--- What you should do ---
In the material below, some lines carry "marker". Copy each such line.

--- Dataset excerpts ---
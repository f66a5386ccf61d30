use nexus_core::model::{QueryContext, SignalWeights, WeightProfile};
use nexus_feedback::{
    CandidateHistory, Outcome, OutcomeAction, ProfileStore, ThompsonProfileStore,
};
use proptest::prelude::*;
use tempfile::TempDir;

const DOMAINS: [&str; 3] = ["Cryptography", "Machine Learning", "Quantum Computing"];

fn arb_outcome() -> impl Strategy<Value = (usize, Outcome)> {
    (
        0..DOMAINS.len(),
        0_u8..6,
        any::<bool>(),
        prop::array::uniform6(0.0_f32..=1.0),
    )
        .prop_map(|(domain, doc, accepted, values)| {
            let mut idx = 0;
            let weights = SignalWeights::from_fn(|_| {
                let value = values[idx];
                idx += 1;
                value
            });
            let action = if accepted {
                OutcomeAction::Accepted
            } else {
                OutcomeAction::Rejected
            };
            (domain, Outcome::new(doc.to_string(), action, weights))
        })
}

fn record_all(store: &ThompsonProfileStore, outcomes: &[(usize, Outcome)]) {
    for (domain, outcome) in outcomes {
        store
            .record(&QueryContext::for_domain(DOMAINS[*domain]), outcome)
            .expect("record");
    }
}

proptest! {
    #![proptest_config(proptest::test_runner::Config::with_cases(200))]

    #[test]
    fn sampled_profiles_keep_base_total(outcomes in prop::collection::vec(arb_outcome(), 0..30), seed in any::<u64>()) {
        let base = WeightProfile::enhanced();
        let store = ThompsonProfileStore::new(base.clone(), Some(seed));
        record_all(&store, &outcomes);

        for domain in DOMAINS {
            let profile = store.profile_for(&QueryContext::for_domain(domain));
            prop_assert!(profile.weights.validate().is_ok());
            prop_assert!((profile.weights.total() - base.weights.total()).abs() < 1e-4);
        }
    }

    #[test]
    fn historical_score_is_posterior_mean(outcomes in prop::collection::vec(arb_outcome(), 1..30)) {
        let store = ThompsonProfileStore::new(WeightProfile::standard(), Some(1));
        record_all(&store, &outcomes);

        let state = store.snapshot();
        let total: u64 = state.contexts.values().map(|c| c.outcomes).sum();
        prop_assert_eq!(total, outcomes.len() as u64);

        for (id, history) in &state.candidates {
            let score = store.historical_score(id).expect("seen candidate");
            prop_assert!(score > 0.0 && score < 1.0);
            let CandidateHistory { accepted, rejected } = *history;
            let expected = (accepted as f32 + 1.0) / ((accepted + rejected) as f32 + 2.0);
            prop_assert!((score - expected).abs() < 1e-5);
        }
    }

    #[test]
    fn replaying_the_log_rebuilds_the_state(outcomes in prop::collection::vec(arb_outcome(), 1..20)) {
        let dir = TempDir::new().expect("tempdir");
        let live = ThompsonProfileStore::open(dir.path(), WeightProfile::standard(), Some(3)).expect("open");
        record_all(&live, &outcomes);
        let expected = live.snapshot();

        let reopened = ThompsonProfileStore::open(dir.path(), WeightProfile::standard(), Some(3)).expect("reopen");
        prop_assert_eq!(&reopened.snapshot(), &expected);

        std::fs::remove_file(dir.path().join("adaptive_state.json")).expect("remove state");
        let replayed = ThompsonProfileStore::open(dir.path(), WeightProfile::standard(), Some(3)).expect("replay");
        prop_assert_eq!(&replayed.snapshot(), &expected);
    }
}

---

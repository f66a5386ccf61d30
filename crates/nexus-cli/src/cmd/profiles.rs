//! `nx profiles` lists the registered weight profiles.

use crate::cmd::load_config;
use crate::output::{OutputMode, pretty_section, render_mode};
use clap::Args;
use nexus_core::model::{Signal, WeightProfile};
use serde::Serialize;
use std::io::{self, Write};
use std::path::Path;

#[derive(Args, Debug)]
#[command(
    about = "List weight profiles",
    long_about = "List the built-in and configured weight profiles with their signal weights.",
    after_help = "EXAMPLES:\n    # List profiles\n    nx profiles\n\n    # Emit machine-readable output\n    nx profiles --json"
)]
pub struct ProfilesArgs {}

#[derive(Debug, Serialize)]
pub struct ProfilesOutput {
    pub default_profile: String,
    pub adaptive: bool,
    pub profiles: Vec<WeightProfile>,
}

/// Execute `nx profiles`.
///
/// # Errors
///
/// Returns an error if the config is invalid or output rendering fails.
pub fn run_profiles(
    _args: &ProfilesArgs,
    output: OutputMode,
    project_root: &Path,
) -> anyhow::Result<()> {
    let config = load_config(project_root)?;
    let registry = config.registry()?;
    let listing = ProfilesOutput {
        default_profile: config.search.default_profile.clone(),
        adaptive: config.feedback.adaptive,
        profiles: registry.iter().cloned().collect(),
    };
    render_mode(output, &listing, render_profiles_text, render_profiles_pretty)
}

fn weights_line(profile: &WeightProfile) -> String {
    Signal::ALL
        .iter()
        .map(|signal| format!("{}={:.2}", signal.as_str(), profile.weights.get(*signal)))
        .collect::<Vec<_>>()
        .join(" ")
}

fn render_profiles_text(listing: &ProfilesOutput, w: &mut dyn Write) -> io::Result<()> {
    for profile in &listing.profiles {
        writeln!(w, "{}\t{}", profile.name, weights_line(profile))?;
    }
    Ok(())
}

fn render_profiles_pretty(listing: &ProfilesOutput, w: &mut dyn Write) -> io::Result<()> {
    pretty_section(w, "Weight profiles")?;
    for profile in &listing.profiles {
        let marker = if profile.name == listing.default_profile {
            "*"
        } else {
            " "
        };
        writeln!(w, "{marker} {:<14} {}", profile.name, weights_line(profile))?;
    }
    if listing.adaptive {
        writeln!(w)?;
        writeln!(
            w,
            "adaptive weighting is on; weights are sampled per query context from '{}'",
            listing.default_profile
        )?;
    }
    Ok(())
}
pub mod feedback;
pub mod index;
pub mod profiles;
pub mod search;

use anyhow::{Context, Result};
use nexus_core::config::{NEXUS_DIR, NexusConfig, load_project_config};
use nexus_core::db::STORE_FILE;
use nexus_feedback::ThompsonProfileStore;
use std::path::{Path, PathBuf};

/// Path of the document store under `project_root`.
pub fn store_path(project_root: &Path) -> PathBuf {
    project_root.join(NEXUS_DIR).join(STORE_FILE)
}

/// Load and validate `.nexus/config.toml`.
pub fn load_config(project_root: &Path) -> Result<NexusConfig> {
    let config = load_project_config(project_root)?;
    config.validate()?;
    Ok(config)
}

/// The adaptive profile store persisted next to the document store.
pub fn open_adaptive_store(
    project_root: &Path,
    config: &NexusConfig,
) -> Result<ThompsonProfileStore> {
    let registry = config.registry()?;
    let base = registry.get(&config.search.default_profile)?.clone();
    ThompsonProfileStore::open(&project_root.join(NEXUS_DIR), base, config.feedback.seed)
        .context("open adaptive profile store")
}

--

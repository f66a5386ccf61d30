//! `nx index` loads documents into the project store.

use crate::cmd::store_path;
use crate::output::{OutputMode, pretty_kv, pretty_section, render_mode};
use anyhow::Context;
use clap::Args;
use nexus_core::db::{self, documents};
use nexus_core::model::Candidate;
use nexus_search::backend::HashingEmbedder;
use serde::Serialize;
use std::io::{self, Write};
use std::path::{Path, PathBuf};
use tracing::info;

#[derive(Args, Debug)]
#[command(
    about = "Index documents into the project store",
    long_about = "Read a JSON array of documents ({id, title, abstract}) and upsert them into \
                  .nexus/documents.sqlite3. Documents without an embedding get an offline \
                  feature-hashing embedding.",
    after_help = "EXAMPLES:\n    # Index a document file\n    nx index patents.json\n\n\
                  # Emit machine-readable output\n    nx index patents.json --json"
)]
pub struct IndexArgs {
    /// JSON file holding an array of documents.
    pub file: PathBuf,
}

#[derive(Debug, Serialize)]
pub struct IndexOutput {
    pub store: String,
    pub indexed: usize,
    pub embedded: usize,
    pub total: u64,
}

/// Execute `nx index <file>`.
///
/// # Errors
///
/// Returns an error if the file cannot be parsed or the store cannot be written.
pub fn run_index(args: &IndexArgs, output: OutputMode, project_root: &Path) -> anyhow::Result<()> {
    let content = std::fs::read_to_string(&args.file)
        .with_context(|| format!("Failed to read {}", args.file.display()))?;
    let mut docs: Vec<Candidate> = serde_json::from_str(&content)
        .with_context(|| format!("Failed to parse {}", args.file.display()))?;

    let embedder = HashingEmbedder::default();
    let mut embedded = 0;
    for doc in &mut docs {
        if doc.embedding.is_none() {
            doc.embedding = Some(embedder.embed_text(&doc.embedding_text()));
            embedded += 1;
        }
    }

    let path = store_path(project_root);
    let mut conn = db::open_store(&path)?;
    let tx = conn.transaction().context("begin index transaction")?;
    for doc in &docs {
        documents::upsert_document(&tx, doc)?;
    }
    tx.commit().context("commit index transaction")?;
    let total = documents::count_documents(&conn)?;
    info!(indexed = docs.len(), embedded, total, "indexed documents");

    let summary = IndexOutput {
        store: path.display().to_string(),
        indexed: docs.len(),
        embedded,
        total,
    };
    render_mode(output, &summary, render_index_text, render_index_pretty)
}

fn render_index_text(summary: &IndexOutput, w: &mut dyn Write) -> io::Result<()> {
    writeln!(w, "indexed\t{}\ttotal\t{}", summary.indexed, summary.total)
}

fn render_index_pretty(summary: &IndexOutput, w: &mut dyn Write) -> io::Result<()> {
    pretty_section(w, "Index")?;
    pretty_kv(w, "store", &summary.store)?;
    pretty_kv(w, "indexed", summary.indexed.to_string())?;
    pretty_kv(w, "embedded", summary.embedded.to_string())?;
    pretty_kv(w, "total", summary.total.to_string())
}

--- Worked solution ---
        let marker = if profile.name == listing.default_profile {
        writeln!(w, "{marker} {:<14} {}", profile.name, weights_line(profile))?;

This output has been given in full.